*EXERCISE DESCRIPTION*
Check every line of the data below for the string "EvaluationConfig", and copy the ones that hold it.
========
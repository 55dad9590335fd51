//! Medium tier: shallow expectimax with loop recovery
//!
//! Max plies pick the courier's best direction; chance plies average over
//! every valid direction, standing in for environmental noise rather than an
//! opponent. Leaves are scored with [`evaluate`].
//!
//! Shallow search oscillates easily, so every accepted position goes into a
//! short history. When one tile keeps reappearing the planner stops searching
//! for a few evaluations and walks randomly instead.

use crate::ai::config::{EvaluationConfig, SearchConfig};
use crate::ai::evaluation::evaluate;
use crate::ai::history::PositionHistory;
use crate::ai::random::random_valid_step;
use crate::ai::{AgentSnapshot, AiRng, DecisionContext, MovePlanner};
use crate::core::types::Step;

#[derive(Debug, Clone, Copy, PartialEq, Eq)]
enum Ply {
    Max,
    Chance,
}

impl Ply {
    fn next(self) -> Self {
        match self {
            Ply::Max => Ply::Chance,
            Ply::Chance => Ply::Max,
        }
    }
}

#[derive(Debug, Clone)]
pub struct ExpectimaxPlanner {
    search: SearchConfig,
    weights: EvaluationConfig,
    history: PositionHistory,
    loop_break_remaining: u32,
    searches_run: u64,
}

impl ExpectimaxPlanner {
    pub fn new(search: SearchConfig, weights: EvaluationConfig) -> Self {
        let history = PositionHistory::new(search.history_capacity);
        Self {
            search,
            weights,
            history,
            loop_break_remaining: 0,
            searches_run: 0,
        }
    }

    pub fn history(&self) -> &PositionHistory {
        &self.history
    }

    pub fn history_mut(&mut self) -> &mut PositionHistory {
        &mut self.history
    }

    /// Evaluations left before search resumes
    pub fn loop_break_remaining(&self) -> u32 {
        self.loop_break_remaining
    }

    /// Number of times the tree search actually ran
    pub fn searches_run(&self) -> u64 {
        self.searches_run
    }

    /// Run the search from the agent's current state
    ///
    /// Returns the root score and the chosen direction, None when the root
    /// is a leaf or has no valid move.
    pub fn best_move(&mut self, ctx: &DecisionContext<'_>) -> (f32, Option<Step>) {
        self.searches_run += 1;
        self.search_node(ctx, ctx.snapshot(), self.search.depth, Ply::Max)
    }

    fn search_node(
        &self,
        ctx: &DecisionContext<'_>,
        state: AgentSnapshot,
        depth: u32,
        ply: Ply,
    ) -> (f32, Option<Step>) {
        if depth == 0 {
            return (evaluate(&state, ctx.weather, ctx.jobs, &self.weights), None);
        }

        let moves: Vec<Step> = Step::DIRECTIONS
            .into_iter()
            .take(self.search.branching)
            .filter(|step| ctx.world.is_valid_step(state.position, *step))
            .collect();
        if moves.is_empty() {
            return (0.0, None);
        }

        match ply {
            Ply::Max => {
                let mut best_score = f32::NEG_INFINITY;
                let mut best_step = None;
                for step in moves {
                    let (score, _) = self.search_node(ctx, state.moved(step), depth - 1, ply.next());
                    // Strict comparison keeps the earliest direction on ties
                    if score > best_score {
                        best_score = score;
                        best_step = Some(step);
                    }
                }
                (best_score, best_step)
            }
            Ply::Chance => {
                let total: f32 = moves
                    .iter()
                    .map(|step| self.search_node(ctx, state.moved(*step), depth - 1, ply.next()).0)
                    .sum();
                (total / moves.len() as f32, None)
            }
        }
    }
}

impl MovePlanner for ExpectimaxPlanner {
    fn plan(&mut self, ctx: &DecisionContext<'_>, rng: &mut AiRng) -> Step {
        if ctx.agent.is_exhausted() {
            return Step::Stay;
        }

        let has_work = ctx.jobs.is_some_and(|jobs| jobs.has_active_jobs());
        if !has_work {
            return Step::Stay;
        }

        let position = ctx.agent.position();
        self.history.push(position);

        if self.loop_break_remaining > 0 {
            self.loop_break_remaining -= 1;
            tracing::trace!(
                "Loop break at {}: {} random moves left",
                position,
                self.loop_break_remaining
            );
            return random_valid_step(ctx.world, position, rng);
        }

        if self
            .history
            .has_loop(self.search.loop_window, self.search.loop_threshold)
        {
            self.loop_break_remaining = self.search.loop_break_ticks;
            tracing::debug!(
                "Loop detected around {}, moving randomly for {} evaluations",
                position,
                self.loop_break_remaining
            );
            return random_valid_step(ctx.world, position, rng);
        }

        match self.best_move(ctx) {
            (_, Some(step)) if ctx.world.is_valid_step(position, step) => step,
            _ => random_valid_step(ctx.world, position, rng),
        }
    }

    fn reset(&mut self) {
        self.history.clear();
        self.loop_break_remaining = 0;
    }

    fn name(&self) -> &'static str {
        "expectimax"
    }
}

#[cfg(test)]
mod tests {
    use super::*;
    use crate::agent::Courier;
    use crate::core::types::Position;
    use crate::jobs::Job;
    use crate::world::{TileMap, WorldQuery};
    use rand::SeedableRng;

    fn planner() -> ExpectimaxPlanner {
        ExpectimaxPlanner::new(SearchConfig::default(), EvaluationConfig::default())
    }

    fn picked_job(dropoff: Position) -> Vec<Job> {
        let mut job = Job::new("delivery", Position::new(0, 0), dropoff, 100.0);
        job.picked_up = true;
        vec![job]
    }

    #[test]
    fn test_heads_towards_dropoff() {
        let map = TileMap::open(20, 20);
        let courier = Courier::new(Position::new(10, 10), 10.0);
        let mut rng = AiRng::seed_from_u64(3);

        for (dropoff, expected) in [
            (Position::new(13, 10), Step::Right),
            (Position::new(7, 10), Step::Left),
            (Position::new(10, 7), Step::Up),
            (Position::new(10, 13), Step::Down),
        ] {
            let jobs = picked_job(dropoff);
            let ctx = DecisionContext::new(&courier, &map).with_jobs(&jobs);
            let mut planner = planner();
            assert_eq!(planner.plan(&ctx, &mut rng), expected, "towards {}", dropoff);
            assert_eq!(planner.searches_run(), 1);
        }
    }

    #[test]
    fn test_idle_without_jobs() {
        let map = TileMap::open(5, 5);
        let courier = Courier::new(Position::new(2, 2), 10.0);
        let mut rng = AiRng::seed_from_u64(3);
        let mut planner = planner();

        let ctx = DecisionContext::new(&courier, &map);
        assert_eq!(planner.plan(&ctx, &mut rng), Step::Stay);

        let none: Vec<Job> = Vec::new();
        let ctx = DecisionContext::new(&courier, &map).with_jobs(&none);
        assert_eq!(planner.plan(&ctx, &mut rng), Step::Stay);
        assert!(planner.history().is_empty());
    }

    #[test]
    fn test_exhausted_stays() {
        let map = TileMap::open(5, 5);
        let mut courier = Courier::new(Position::new(2, 2), 10.0);
        courier.exhausted = true;
        let jobs = picked_job(Position::new(4, 4));
        let ctx = DecisionContext::new(&courier, &map).with_jobs(&jobs);
        let mut rng = AiRng::seed_from_u64(3);
        let mut planner = planner();
        assert_eq!(planner.plan(&ctx, &mut rng), Step::Stay);
        assert_eq!(planner.searches_run(), 0);
    }

    #[test]
    fn test_loop_triggers_random_moves_without_search() {
        let map = TileMap::open(10, 10);
        let here = Position::new(5, 5);
        let courier = Courier::new(here, 10.0);
        let jobs = picked_job(Position::new(9, 9));
        let ctx = DecisionContext::new(&courier, &map).with_jobs(&jobs);
        let mut rng = AiRng::seed_from_u64(11);
        let mut planner = planner();

        for pos in [
            Position::new(4, 5),
            here,
            Position::new(6, 5),
            here,
            Position::new(5, 4),
            Position::new(5, 6),
        ] {
            planner.history_mut().push(pos);
        }

        // Pushing the current tile makes three visits in the last six
        let step = planner.plan(&ctx, &mut rng);
        assert!(!step.is_null());
        assert_eq!(planner.loop_break_remaining(), 3);
        assert_eq!(planner.searches_run(), 0);

        for remaining in [2, 1, 0] {
            let step = planner.plan(&ctx, &mut rng);
            assert!(map.is_valid_step(here, step));
            assert_eq!(planner.loop_break_remaining(), remaining);
            assert_eq!(planner.searches_run(), 0);
        }
        assert_eq!(planner.history().len(), 8);
    }

    #[test]
    fn test_depth_zero_falls_back_to_random_valid() {
        let map = TileMap::from_rows(&["BBB", "BCC", "BBB"]);
        let courier = Courier::new(Position::new(1, 1), 10.0);
        let jobs = picked_job(Position::new(2, 1));
        let ctx = DecisionContext::new(&courier, &map).with_jobs(&jobs);
        let mut rng = AiRng::seed_from_u64(5);
        let search = SearchConfig {
            depth: 0,
            ..SearchConfig::default()
        };
        let mut planner = ExpectimaxPlanner::new(search, EvaluationConfig::default());

        let (score, step) = planner.best_move(&ctx);
        assert!(step.is_none());
        assert!(score > 0.0);
        assert_eq!(planner.plan(&ctx, &mut rng), Step::Right);
    }

    #[test]
    fn test_depth_one_is_greedy() {
        let map = TileMap::open(9, 9);
        let courier = Courier::new(Position::new(4, 4), 10.0);
        let jobs = picked_job(Position::new(4, 8));
        let ctx = DecisionContext::new(&courier, &map).with_jobs(&jobs);
        let search = SearchConfig {
            depth: 1,
            ..SearchConfig::default()
        };
        let mut planner = ExpectimaxPlanner::new(search, EvaluationConfig::default());
        assert_eq!(planner.best_move(&ctx).1, Some(Step::Down));
    }

    #[test]
    fn test_boxed_in_returns_null() {
        let map = TileMap::from_rows(&["BBB", "BCB", "BBB"]);
        let courier = Courier::new(Position::new(1, 1), 10.0);
        let jobs = picked_job(Position::new(0, 0));
        let ctx = DecisionContext::new(&courier, &map).with_jobs(&jobs);
        let mut rng = AiRng::seed_from_u64(5);
        let mut planner = planner();
        assert_eq!(planner.plan(&ctx, &mut rng), Step::Stay);
    }

    #[test]
    fn test_tie_keeps_first_direction() {
        // A worthless job leaves every direction tied
        let map = TileMap::open(21, 21);
        let courier = Courier::new(Position::new(10, 10), 10.0);
        let jobs = vec![Job::new("tie", Position::new(10, 10), Position::new(0, 0), 0.0)];
        let ctx = DecisionContext::new(&courier, &map).with_jobs(&jobs);
        let mut planner = planner();
        assert_eq!(planner.best_move(&ctx).1, Some(Step::Up));
    }
}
========
*EXERCISE RESPONSE*
use crate::ai::config::{EvaluationConfig, SearchConfig};
    weights: EvaluationConfig,
    pub fn new(search: SearchConfig, weights: EvaluationConfig) -> Self {
        ExpectimaxPlanner::new(SearchConfig::default(), EvaluationConfig::default())
        let mut planner = ExpectimaxPlanner::new(search, EvaluationConfig::default());
        let mut planner = ExpectimaxPlanner::new(search, EvaluationConfig::default());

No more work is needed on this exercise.